[Stored data entries]
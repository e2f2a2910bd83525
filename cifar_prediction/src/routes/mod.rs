mod health;
mod labels;
mod metrics;
mod predict;
mod root;

use crate::{model_service::ModelService, server::SharedState};
use axum::{
    routing::{get, post},
    Router,
};

pub fn api_routes<M: ModelService>() -> Router<SharedState<M>> {
    Router::new()
        .route("/", get(root::root::<M>))
        .route("/predict/", post(predict::predict::<M>))
        .route("/predict", post(predict::predict::<M>))
        .route("/labels", get(labels::labels::<M>))
        .route("/health", get(health::healthcheck::<M>))
        .route("/metrics", get(metrics::metrics_handler::<M>))
}
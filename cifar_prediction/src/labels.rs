use crate::{
    architecture::ModelArchitecture,
    config::{LabelsConfig, Validatable},
    model_service::LoadError,
};
use std::{
    fs::File,
    io::{self, BufRead},
    path::Path,
};

/// Human readable class names, indexed by network output position.
#[derive(Debug, Clone)]
pub struct ClassLabels {
    labels: Vec<String>,
}

impl ClassLabels {
    pub fn new(labels: Vec<String>) -> Self {
        Self { labels }
    }

    pub fn load(
        labels_cfg: &LabelsConfig,
        architecture: ModelArchitecture,
    ) -> Result<Self, LoadError> {
        let path = labels_cfg.get_path();
        let labels = load_labels(&path).map_err(|source| LoadError::Labels {
            path: path.clone(),
            source,
        })?;

        if labels.len() != architecture.num_classes() {
            return Err(LoadError::LabelCount {
                architecture,
                expected: architecture.num_classes(),
                actual: labels.len(),
            });
        }

        tracing::info!("Loaded {} class labels from {:?}", labels.len(), path);
        Ok(Self::new(labels))
    }

    pub fn get(&self, class_index: usize) -> String {
        self.labels
            .get(class_index)
            .cloned()
            .unwrap_or_else(|| format!("Unknown class {}", class_index))
    }

    pub fn as_slice(&self) -> &[String] {
        &self.labels
    }
}

/// One label per line; surrounding whitespace and blank lines are ignored.
pub fn load_labels(filepath: &Path) -> io::Result<Vec<String>> {
    let file = File::open(filepath)?;
    let reader = io::BufReader::new(file);
    let mut labels = Vec::new();

    for line_result in reader.lines() {
        let line = line_result?;
        let label = line.trim();
        if !label.is_empty() {
            labels.push(label.to_string());
        }
    }

    Ok(labels)
}
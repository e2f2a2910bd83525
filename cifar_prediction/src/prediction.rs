use crate::labels::ClassLabels;
use serde::{Deserialize, Serialize};

#[derive(Debug, Clone, PartialEq, Serialize, Deserialize)]
pub struct Prediction {
    #[serde(rename = "class")]
    pub label: String,
    pub class_index: usize,
    pub confidence: f32,
}

#[derive(Debug, Clone, Serialize, Deserialize)]
pub struct PredictionResponse {
    pub predictions: Vec<Prediction>,
}

/// Numerically stable softmax over raw network scores.
pub fn softmax(logits: &[f32]) -> Vec<f32> {
    let max = logits.iter().copied().fold(f32::NEG_INFINITY, f32::max);
    let exps: Vec<f32> = logits.iter().map(|v| (v - max).exp()).collect();
    let sum: f32 = exps.iter().sum();
    exps.into_iter().map(|v| v / sum).collect()
}

/// The `k` most probable classes, best first. Equal probabilities keep the
/// lower class index first so results are stable.
pub fn top_k(probabilities: &[f32], k: usize, labels: &ClassLabels) -> Vec<Prediction> {
    let mut ranked: Vec<(usize, f32)> = probabilities.iter().copied().enumerate().collect();
    ranked.sort_by(|a, b| b.1.total_cmp(&a.1).then(a.0.cmp(&b.0)));

    ranked
        .into_iter()
        .take(k)
        .map(|(class_index, confidence)| Prediction {
            label: labels.get(class_index),
            class_index,
            confidence,
        })
        .collect()
}
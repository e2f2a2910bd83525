use serde::{Deserialize, Serialize};
use std::fmt;

/// Network families the service knows how to feed.
///
/// The selector fixes everything the checkpoint itself does not carry: the
/// input resolution the network was trained on, the channel statistics used
/// for normalization and the size of the output layer.
#[derive(Debug, Clone, Copy, PartialEq, Eq, Serialize, Deserialize)]
#[serde(rename_all = "snake_case")]
pub enum ModelArchitecture {
    Resnet18Cifar100,
    Resnet18Cifar10,
}

impl ModelArchitecture {
    pub fn as_str(&self) -> &'static str {
        match self {
            ModelArchitecture::Resnet18Cifar100 => "resnet18_cifar100",
            ModelArchitecture::Resnet18Cifar10 => "resnet18_cifar10",
        }
    }

    /// (width, height) of the network input.
    pub fn input_size(&self) -> (u32, u32) {
        (32, 32)
    }

    pub fn num_classes(&self) -> usize {
        match self {
            ModelArchitecture::Resnet18Cifar100 => 100,
            ModelArchitecture::Resnet18Cifar10 => 10,
        }
    }

    pub fn mean(&self) -> [f32; 3] {
        match self {
            ModelArchitecture::Resnet18Cifar100 => [0.5, 0.5, 0.5],
            ModelArchitecture::Resnet18Cifar10 => [0.4914, 0.4822, 0.4465],
        }
    }

    pub fn std(&self) -> [f32; 3] {
        match self {
            ModelArchitecture::Resnet18Cifar100 => [0.5, 0.5, 0.5],
            ModelArchitecture::Resnet18Cifar10 => [0.2470, 0.2435, 0.2616],
        }
    }

    /// Expected NCHW input dims with a batch of one.
    pub fn input_shape(&self) -> [i64; 4] {
        let (width, height) = self.input_size();
        [1, 3, height as i64, width as i64]
    }
}

impl fmt::Display for ModelArchitecture {
    fn fmt(&self, f: &mut fmt::Formatter<'_>) -> fmt::Result {
        f.write_str(self.as_str())
    }
}

#[cfg(test)]
mod tests {
    use super::*;

    #[test]
    fn test_selector_names_round_trip_through_serde() {
        let arch: ModelArchitecture = serde_json::from_str("\"resnet18_cifar100\"").unwrap();
        assert_eq!(arch, ModelArchitecture::Resnet18Cifar100);
        assert_eq!(
            serde_json::to_string(&ModelArchitecture::Resnet18Cifar10).unwrap(),
            format!("\"{}\"", ModelArchitecture::Resnet18Cifar10)
        );
    }

    #[test]
    fn test_unknown_selector_is_rejected() {
        assert!(serde_json::from_str::<ModelArchitecture>("\"vgg16\"").is_err());
    }

    #[test]
    fn test_input_shape_is_nchw() {
        assert_eq!(
            ModelArchitecture::Resnet18Cifar100.input_shape(),
            [1, 3, 32, 32]
        );
        assert_eq!(ModelArchitecture::Resnet18Cifar10.num_classes(), 10);
    }
}
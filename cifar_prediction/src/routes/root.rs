use crate::{
    model_service::{ModelInfo, ModelService},
    server::SharedState,
};
use axum::{extract::State, response::Json};
use serde::Serialize;
use tracing::instrument;

#[derive(Serialize)]
pub struct Welcome {
    message: String,
    model: ModelInfo,
}

#[instrument(skip(state))]
pub async fn root<M: ModelService>(State(state): State<SharedState<M>>) -> Json<Welcome> {
    state.metrics.record_request("/");

    Json(Welcome {
        message: "Welcome to the CIFAR Image Classification API".to_string(),
        model: state.inference_service.model().info(),
    })
}
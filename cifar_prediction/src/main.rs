use cifar_prediction::{config, start_app};
use tracing_subscriber::{layer::SubscriberExt, util::SubscriberInitExt};

#[tokio::main]
async fn main() -> Result<(), Box<dyn std::error::Error>> {
    let config = config::get_configuration()?;
    let log_level = &format!("{},ort=warn", config.log_level.as_str());

    tracing_subscriber::registry()
        .with(
            tracing_subscriber::EnvFilter::try_from_default_env()
                .unwrap_or_else(|_| log_level.into()),
        )
        .with(tracing_subscriber::fmt::layer().json().with_level(true))
        .init();

    start_app(config).await?;

    Ok(())
}
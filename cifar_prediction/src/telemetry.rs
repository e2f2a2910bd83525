use opentelemetry::{
    global,
    metrics::{Counter, Histogram, MeterProvider},
    KeyValue,
};
use opentelemetry_sdk::metrics::SdkMeterProvider;
use prometheus::Registry;
use std::collections::HashSet;

pub struct Metrics {
    request_counter: Counter<u64>,
    prediction_duration: Histogram<u64>,
    prediction_failures: Counter<u64>,
    pub registry: Registry,
    // replacing the global provider must not shut this one down
    _provider: SdkMeterProvider,
}

impl Metrics {
    pub fn new() -> anyhow::Result<Self> {
        let registry = Registry::new();
        let exporter = opentelemetry_prometheus::exporter()
            .with_registry(registry.clone())
            .build()
            .map_err(|e| anyhow::anyhow!("failed to build prometheus exporter: {}", e))?;

        let provider = SdkMeterProvider::builder().with_reader(exporter).build();

        let meter = provider.meter("cifar_prediction");
        global::set_meter_provider(provider.clone());

        let request_counter = meter
            .u64_counter("requests_total")
            .with_description("Total number of requests")
            .build();

        let boundaries = generate_boundaries((1, 10, 30, 200, 1000));

        let prediction_duration = meter
            .u64_histogram("prediction_duration_ms")
            .with_boundaries(boundaries)
            .with_description("Duration of decode and forward pass in milliseconds")
            .build();

        let prediction_failures = meter
            .u64_counter("prediction_failures_total")
            .with_description("Predictions that ended in an error response")
            .build();

        Ok(Metrics {
            request_counter,
            prediction_duration,
            prediction_failures,
            registry,
            _provider: provider,
        })
    }

    pub fn record_request(&self, route: &str) {
        let attributes = vec![KeyValue::new("route", route.to_string())];
        self.request_counter.add(1, &attributes);
    }

    pub fn record_prediction_duration(&self, duration_ms: u64, route: &str) {
        let attributes = vec![KeyValue::new("route", route.to_string())];
        self.prediction_duration.record(duration_ms, &attributes);
    }

    pub fn record_prediction_failure(&self, kind: &'static str) {
        let attributes = vec![KeyValue::new("kind", kind)];
        self.prediction_failures.add(1, &attributes);
    }
}

/// Histogram buckets: fine steps for fast CPU passes, coarser ones for the
/// long tail.
fn generate_boundaries(parts: (i32, i32, i32, i32, i32)) -> Vec<f64> {
    let first_step: usize = 1;
    let middle_step: usize = 5;
    let end_step: usize = 25;
    let tail_step: usize = 200;
    let first_part = (parts.0..=parts.1).step_by(first_step);
    let middle_part = (parts.1..=parts.2).step_by(middle_step);
    let end_part = (parts.2..=parts.3).step_by(end_step);
    let tail_part = (parts.3..=parts.4).step_by(tail_step);

    let mut seen = HashSet::new();
    first_part
        .chain(middle_part)
        .chain(end_part)
        .chain(tail_part)
        .filter(|&x| seen.insert(x))
        .map(|x| x as f64)
        .collect()
}
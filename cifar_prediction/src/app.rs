use crate::{
    config::Config, inference_service::InferenceService, labels::ClassLabels,
    ort_service::OrtModelService, server::HttpServer,
};
use std::error::Error;
use tokio::signal;

pub async fn start_app(config: Config) -> Result<(), Box<dyn Error>> {
    let architecture = config.model.architecture;

    let labels = match ClassLabels::load(&config.labels, architecture) {
        Ok(labels) => labels,
        Err(e) => {
            tracing::error!("Failed to load class labels: {}", e);
            return Err(Box::new(e));
        }
    };

    let model_service = match OrtModelService::new(&config.model) {
        Ok(service) => service,
        Err(e) => {
            tracing::error!("Failed to load model: {}", e);
            return Err(Box::new(e));
        }
    };

    let inference_service = InferenceService::new(model_service, labels, config.model.top_k);
    let server = HttpServer::new(inference_service, &config.server).await?;

    server
        .run(async {
            shutdown_signal().await;
            tracing::info!("Shutdown signal received, starting graceful shutdown.");
        })
        .await?;

    Ok(())
}

async fn shutdown_signal() {
    let ctrl_c = async {
        if let Err(e) = signal::ctrl_c().await {
            tracing::error!("Failed to install Ctrl+C handler: {}", e);
        }
    };

    #[cfg(unix)]
    let terminate = async {
        match signal::unix::signal(signal::unix::SignalKind::terminate()) {
            Ok(mut sigterm) => {
                sigterm.recv().await;
            }
            Err(e) => {
                tracing::error!("Failed to install SIGTERM handler: {}", e);
                std::future::pending::<()>().await;
            }
        }
    };

    #[cfg(not(unix))]
    let terminate = std::future::pending::<()>();

    tokio::select! {
        _ = ctrl_c => {},
        _ = terminate => {},
    }
}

Directions: What you give back must be the stretch above, starting at the line with "filename cifar_prediction/src/labels.rs" and ending at the line with "-> Result<Self, LoadError>", copied exactly.

Problem solution:
filename cifar_prediction/src/labels.rs
use crate::{
    architecture::ModelArchitecture,
    config::{LabelsConfig, Validatable},
    model_service::LoadError,
};
use std::{
    fs::File,
    io::{self, BufRead},
    path::Path,
};

/// Human readable class names, indexed by network output position.
#[derive(Debug, Clone)]
pub struct ClassLabels {
    labels: Vec<String>,
}

impl ClassLabels {
    pub fn new(labels: Vec<String>) -> Self {
        Self { labels }
    }

    pub fn load(
        labels_cfg: &LabelsConfig,
        architecture: ModelArchitecture,
    ) -> Result<Self, LoadError> {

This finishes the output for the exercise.